To the Editor:

The AngioSculpt PTCA balloon catheter (Angioscore, Inc.) consists of a semirigid balloon surrounded by nitinol spirals, the purpose of which is to dilate and rupture complex atherosclerotic plaques, minimizing slippage of the balloon, as in cases of restenotic, ostial, fibrocalcific, or other types of lesions. We describe the entrapment of an AngioSculpt PTCA balloon catheter during the predilatation of a heavily calcified lesion, analyzing the possible causal mechanism.

The patient was a 60-year-old man with a history of hypertension, diabetes mellitus and end-stage renal disease requiring chronic dialysis. He was admitted due to unstable angina, with anterior electrocardiographic changes and heart failure. His left ventricular ejection fraction was severely depressed. Coronary arteriography revealed disease in three major vessels, with a long, calcified lesion in the middle segment of anterior descending artery (ADA) (Figure 1A). Surgery was ruled out due to the high risk involved and the poor condition of the distal beds. Thus, percutaneous revascularization of the ADA was attempted.

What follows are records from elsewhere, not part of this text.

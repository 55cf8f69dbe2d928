//! Provider-bound chat messages.
//!
//! These are the value objects the agent loop composes and the LLM adapters
//! translate into provider wire formats. Tool results travel in `user`-role
//! messages so every provider protocol accepts them as input.

use serde::{Deserialize, Serialize};

/// Chat roles the providers accept as conversation input.
#[derive(Debug, Clone, Copy, PartialEq, Eq, Serialize, Deserialize)]
#[serde(rename_all = "lowercase")]
pub enum ChatRole {
    User,
    Assistant,
}

/// A tool call requested by the model.
#[derive(Debug, Clone, PartialEq, Serialize, Deserialize)]
pub struct ToolInvocation {
    /// Provider-assigned call id; ties the result back to the call.
    pub id: String,
    pub name: String,
    pub input: serde_json::Value,
}

/// The recorded outcome of a tool call, fed back to the model.
#[derive(Debug, Clone, PartialEq, Serialize, Deserialize)]
pub struct ToolOutcome {
    pub tool_use_id: String,
    /// Serialized envelope JSON.
    pub content: String,
}

/// One message in a provider-bound conversation.
#[derive(Debug, Clone, Serialize, Deserialize)]
pub struct ChatMessage {
    pub role: ChatRole,
    pub content: String,
    #[serde(default, skip_serializing_if = "Vec::is_empty")]
    pub tool_calls: Vec<ToolInvocation>,
    #[serde(default, skip_serializing_if = "Vec::is_empty")]
    pub tool_results: Vec<ToolOutcome>,
}

impl ChatMessage {
    pub fn user(content: impl Into<String>) -> Self {
        Self {
            role: ChatRole::User,
            content: content.into(),
            tool_calls: Vec::new(),
            tool_results: Vec::new(),
        }
    }

    pub fn assistant(content: impl Into<String>) -> Self {
        Self {
            role: ChatRole::Assistant,
            content: content.into(),
            tool_calls: Vec::new(),
            tool_results: Vec::new(),
        }
    }

    /// An assistant turn that requested tools (optionally with text).
    pub fn assistant_with_tools(content: impl Into<String>, tool_calls: Vec<ToolInvocation>) -> Self {
        Self {
            role: ChatRole::Assistant,
            content: content.into(),
            tool_calls,
            tool_results: Vec::new(),
        }
    }

    /// The synthetic user turn carrying tool outputs back to the model.
    pub fn tool_results(results: Vec<ToolOutcome>) -> Self {
        Self {
            role: ChatRole::User,
            content: String::new(),
            tool_calls: Vec::new(),
            tool_results: results,
        }
    }
}

#[cfg(test)]
mod tests {
    use super::*;

    #[test]
    fn tool_results_carry_user_role() {
        let msg = ChatMessage::tool_results(vec![ToolOutcome {
            tool_use_id: "toolu_1".into(),
            content: "{\"success\":true}".into(),
        }]);
        assert_eq!(msg.role, ChatRole::User);
        assert!(msg.content.is_empty());
        assert_eq!(msg.tool_results.len(), 1);
    }

    #[test]
    fn serialization_skips_empty_vecs() {
        let json = serde_json::to_string(&ChatMessage::user("hi")).unwrap();
        assert!(!json.contains("tool_calls"));
        assert!(!json.contains("tool_results"));
    }
}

With great difficulty, we were able to advance a hydrophilic guidewire along the middle segment of the ADA with a 1.25´10 mm balloon; it was necessary to dilate the proximal portion of the lesion and gradually push the balloon until it was completely advanced. Then, dilatation was repeated in the most critical stenosis with a 2´15 mm balloon, but adequate expansion was not achieved (Figure 1B). Thus, an AngioSculpt balloon (2´10 mm) was utilized but, after several attempts, it did not pass through the entire lesion and, therefore, as with the previous balloon, it was inflated in the proximal portion (Figure 1C). Once deflated, the attempt was made to advance it without success. Upon withdrawing it, it could only be moved a few millimeters and remained entrapped within the coronary artery. The attempt was again made to advance it with rotating movements and withdraw it, unsuccessfully. Another guidewire was introduced with another parallel balloon in the attempt to free it (with the buddy balloon technique), again unsuccessfully. After several attempts, a nonocclusive dissection was produced in left main coronary artery, caused by the deep intubation of the guide catheter (Figure 1D). Finally, emergency surgery was indicated in order to resolve the situation. As the heart surgeon was unable to withdraw the catheter, he cut it at the level of the ostium of the left main coronary artery, and it proved impossible to bridge the artery because of the poor condition of the bed and the severe calcification. The patient was discharged, but died 6 months after the procedure.

Figure 1. A: cranial anteroposterior projection showing a long calcified lesion in the middle segment of anterior descending coronary artery. B: conventional balloon dilatation with residual plaque, indicating the difficulty involved in its rupture. C: dilatation with the AngioSculpt balloon catheter at the level of the lesion. D: final angiography showing distal dissection of left main coronary artery (white arrow), with reduced flow in anterior descending coronary artery.

Percutaneous treatment of diffuse, calcified lesions is associated with a high risk of complications, and the advance and release of the devices, as well as their correct expansion, prove problematic. Although the rotoblator is the device of choice in the management of these lesions, one alternative is the use of balloons that cut the plaque, such as the cutting balloon or the AngioSculpt balloon.1 A possible complication can be the entrapment of this device, as occurred in this case, and a hypothetical explanation would be that the nitinol guidewire that forms a spiral around the AngioSculpt balloon could get caught on the calcium spicules on withdrawal (Figure 2).

Figure 2. Hypothetical mechanism of entrapment. A: dilatation with AngioSculpt balloon catheter of a calcified lesion. B: the nitinol guidewire that surrounds the balloon may get caught on the calcium spicules when the attempt is made to withdraw it.

There are a number of strategies in the attempt to withdraw an entrapped balloon catheter, such as inflation-deflation, advancing and rotational movements, the buddy balloon technique and deep intubation of the guide catheter. In this case, all of them failed and, thus, it was ultimately decided to perform surgical withdrawal. The operation usually consists in placing a graft in the damaged artery and removing foreign elements from the aorta to prevent thrombus formation.2 It is up to the surgeon to decide whether to attempt to withdraw the entrapped catheter because of the arterial damage that this maneuver can produce.

This report describes a serious complication of the use of the AngioSculpt catheter in diffuse, heavily calcified lesions. We consider it important to avoid the inflation of the balloon if it has not gone beyond the most critical lesion. When the balloon catheter can not be withdrawn, one possible cause is that the guidewire that surrounds it gets caught in the calcium spicules. One maneuver that can be employed to withdraw it would be advancing and rotating the balloon to release it. Finally, this case illustrates the importance of considering rotational atherectomy in the treatment of diffuse calcified lesions.